Income tax –– Sections 197 - Delhi High Court Mandates Strict Adherence to Law and Treaty in Section 197 Withholding Applications; Revenue’s SLP Intent Not Sufficient to Deny Relief - The Delhi High Court’s decision makes it clear that revenue authorities must base Section 197 determinations strictly on applicable law, judicial precedents, and treaty obligations. The mere contemplation or intent to challenge a binding precedent by way of SLP—where neither a petition nor a stay exists—cannot justify denial of relief to an assessee. Authorities must ensure that decisions are supported by legally sustainable reasoning and not revenue targets.

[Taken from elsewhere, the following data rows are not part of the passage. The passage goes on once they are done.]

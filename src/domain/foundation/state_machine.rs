//! State machine trait for status enums.
//!
//! Provides a consistent interface for validating and performing state
//! transitions on entity lifecycle statuses.

use super::ValidationError;

/// Trait for status enums that represent state machines.
///
/// Implementors define valid state transitions and get validated
/// transition methods for free.
pub trait StateMachine: Sized + Copy + PartialEq + std::fmt::Debug {
    /// Returns true if transition from self to target is valid.
    fn can_transition_to(&self, target: &Self) -> bool;

    /// Returns all valid target states from current state.
    fn valid_transitions(&self) -> Vec<Self>;

    /// Performs transition with validation, returning error if invalid.
    fn transition_to(&self, target: Self) -> Result<Self, ValidationError> {
        if self.can_transition_to(&target) {
            Ok(target)
        } else {
            Err(ValidationError::invalid_format(
                "state_transition",
                format!("Cannot transition from {:?} to {:?}", self, target),
            ))
        }
    }

    /// Checks if current state is terminal (no valid outgoing transitions).
    fn is_terminal(&self) -> bool {
        self.valid_transitions().is_empty()
    }
}
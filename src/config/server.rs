//! Server configuration

use serde::Deserialize;
use std::net::SocketAddr;

use super::error::ValidationError;

/// Server configuration
#[derive(Debug, Clone, Deserialize)]
pub struct ServerConfig {
    /// Host address to bind to
    #[serde(default = "default_host")]
    pub host: String,

    /// Port to listen on
    #[serde(default = "default_port")]
    pub port: u16,

    /// Environment name
    #[serde(default = "default_environment")]
    pub environment: Environment,

    /// Rust log filter directive
    #[serde(default = "default_log_level")]
    pub log_level: String,

    /// Request timeout in seconds
    #[serde(default = "default_request_timeout")]
    pub request_timeout_secs: u64,
}

/// Application environment
#[derive(Debug, Clone, Deserialize, PartialEq, Eq, Default)]
#[serde(rename_all = "lowercase")]
pub enum Environment {
    #[default]
    Development,
    Staging,
    Production,
}

impl ServerConfig {
    /// Get the socket address to bind to
    pub fn socket_addr(&self) -> Result<SocketAddr, ValidationError> {
        format!("{}:{}", self.host, self.port)
            .parse()
            .map_err(|_| ValidationError::InvalidPort)
    }

    /// Check if running in production
    pub fn is_production(&self) -> bool {
        self.environment == Environment::Production
    }

    /// Validate server configuration
    pub fn validate(&self) -> Result<(), ValidationError> {
        if self.port == 0 {
            return Err(ValidationError::InvalidPort);
        }
        if self.request_timeout_secs == 0 || self.request_timeout_secs > 300 {
            return Err(ValidationError::InvalidTimeout);
        }
        Ok(())
    }
}

impl Default for ServerConfig {
    fn default() -> Self {
        Self {
            host: default_host(),
            port: default_port(),
            environment: default_environment(),
            log_level: default_log_level(),
            request_timeout_secs: default_request_timeout(),
        }
    }
}

fn default_host() -> String {
    "0.0.0.0".to_string()
}

fn default_port() -> u16 {
    8080
}

fn default_environment() -> Environment {
    Environment::Development
}

fn default_log_level() -> String {
    "info,rentdesk=debug,sqlx=warn".to_string()
}

fn default_request_timeout() -> u64 {
    30
}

Income tax – Sections 44BB, 197 - Delhi High Court Sets Aside Higher TDS Order for Offshore Seismic Services; Faults Revenue for Ignoring Prior Judgment on Section 44BB vs. 44DA - The Delhi High Court has reaffirmed that, in the absence of a reasoned basis or material change in facts, the Revenue cannot arbitrarily depart from its own earlier determination under Section 44BB for the same assessee and contract. The AO’s order was set aside for failure to provide reasons, for ignoring binding judicial precedent, and for not distinguishing between the mutually exclusive concepts of Royalty and FTS. The matter is remanded for de novo consideration consistent with the Court’s earlier judgment and proper legal analysis.
Income Tax - Sections 14A, 92B - ITAT Kolkata Mandates Cost-Based Valuation for Section 14A Disallowance, Rejects 1% Norm for Corporate Guarantee Fee - The Tribunal’s decision reaffirms that, for the purpose of computing income under the Income Tax Act, the principles laid down in ICDS-I take precedence over Ind-AS, particularly regarding the valuation of investments for Section 14A disallowance. Assessees following Ind-AS for financial reporting must revert to cost-based figures when determining tax disallowances under Rule 8D. Additionally, the Tribunal’s nuanced approach to determining the arm’s length price for corporate guarantee fees signals a shift from a one-size-fits-all flat rate to a more fact-specific, evidence-based methodology.
Income-tax - Sections 143(3), 144C(13), 144B - ITAT Hyderabad Quashes Assessment Order Passed Beyond Statutory Limitation in Transfer Pricing Matter - In this case, the Hyderabad ITAT has categorically held that a final assessment order passed after the expiration of the time limit prescribed under Section 153(1) and extended under Section 153(4) is barred by limitation and must be quashed. The ruling emphasizes that adherence to statutory timelines is mandatory, and any order passed beyond such limitation is void ab initio. Tax authorities must meticulously monitor and comply with the limitation periods, especially in matters involving transfer pricing references.
Appellate Tribunal Upholds FEMA Violations on Unauthorized Remittances and Foreign Currency Confiscation: Penalties Reduced but Contraventions Confirmed - The Tribunal has conclusively determined that both Section 3(d) and Section 7(1)(a) of FEMA were contravened by the Appellants based on a robust evidentiary review applying the civil standard of proof. The confiscation of seized foreign currency was found justified due to the failure to provide satisfactory evidence regarding the period of possession. Penalties were moderated but remain significant, reflecting the Tribunal’s balanced approach between enforcement and proportionality. Importantly, the Tribunal’s order confirms that the absence of proceedings under the Customs Act does not affect the validity of FEMA adjudication.